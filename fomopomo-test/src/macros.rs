/// Asserts that a tracker samples to the given number of seconds.
///
/// # Examples
///
/// ```
/// use fomopomo::{ElapsedTracker, NoopSink};
/// use fomopomo_test::{assert_elapsed, clock_at, utc};
///
/// let tracker = ElapsedTracker::new(clock_at(utc(2024, 1, 1, 9, 0, 0)), NoopSink);
/// assert_elapsed!(tracker, 0);
/// ```
#[macro_export]
macro_rules! assert_elapsed {
    ($tracker:expr, $seconds:expr) => {{
        let sampled: u64 = $tracker.sample();
        let expected: u64 = $seconds;
        assert_eq!(
            sampled, expected,
            "tracker sampled {}s, expected {}s",
            sampled, expected
        );
    }};
    ($tracker:expr, $seconds:expr, $($arg:tt)+) => {{
        let sampled: u64 = $tracker.sample();
        let expected: u64 = $seconds;
        assert_eq!(sampled, expected, $($arg)+);
    }};
}

/// Asserts that a tracker is running.
#[macro_export]
macro_rules! assert_running {
    ($tracker:expr) => {{
        assert!($tracker.is_running(), "tracker is paused, expected running");
    }};
}

/// Asserts that a tracker is paused.
#[macro_export]
macro_rules! assert_paused {
    ($tracker:expr) => {{
        assert!(!$tracker.is_running(), "tracker is running, expected paused");
    }};
}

- [Directions for this task]: All lines with the word "expected" must be located in the data and copied.

- [Your solution]:
        let expected: u64 = $seconds;
            sampled, expected,
            "tracker sampled {}s, expected {}s",
            sampled, expected
        let expected: u64 = $seconds;
        assert_eq!(sampled, expected, $($arg)+);
        assert!($tracker.is_running(), "tracker is paused, expected running");
        assert!(!$tracker.is_running(), "tracker is running, expected paused");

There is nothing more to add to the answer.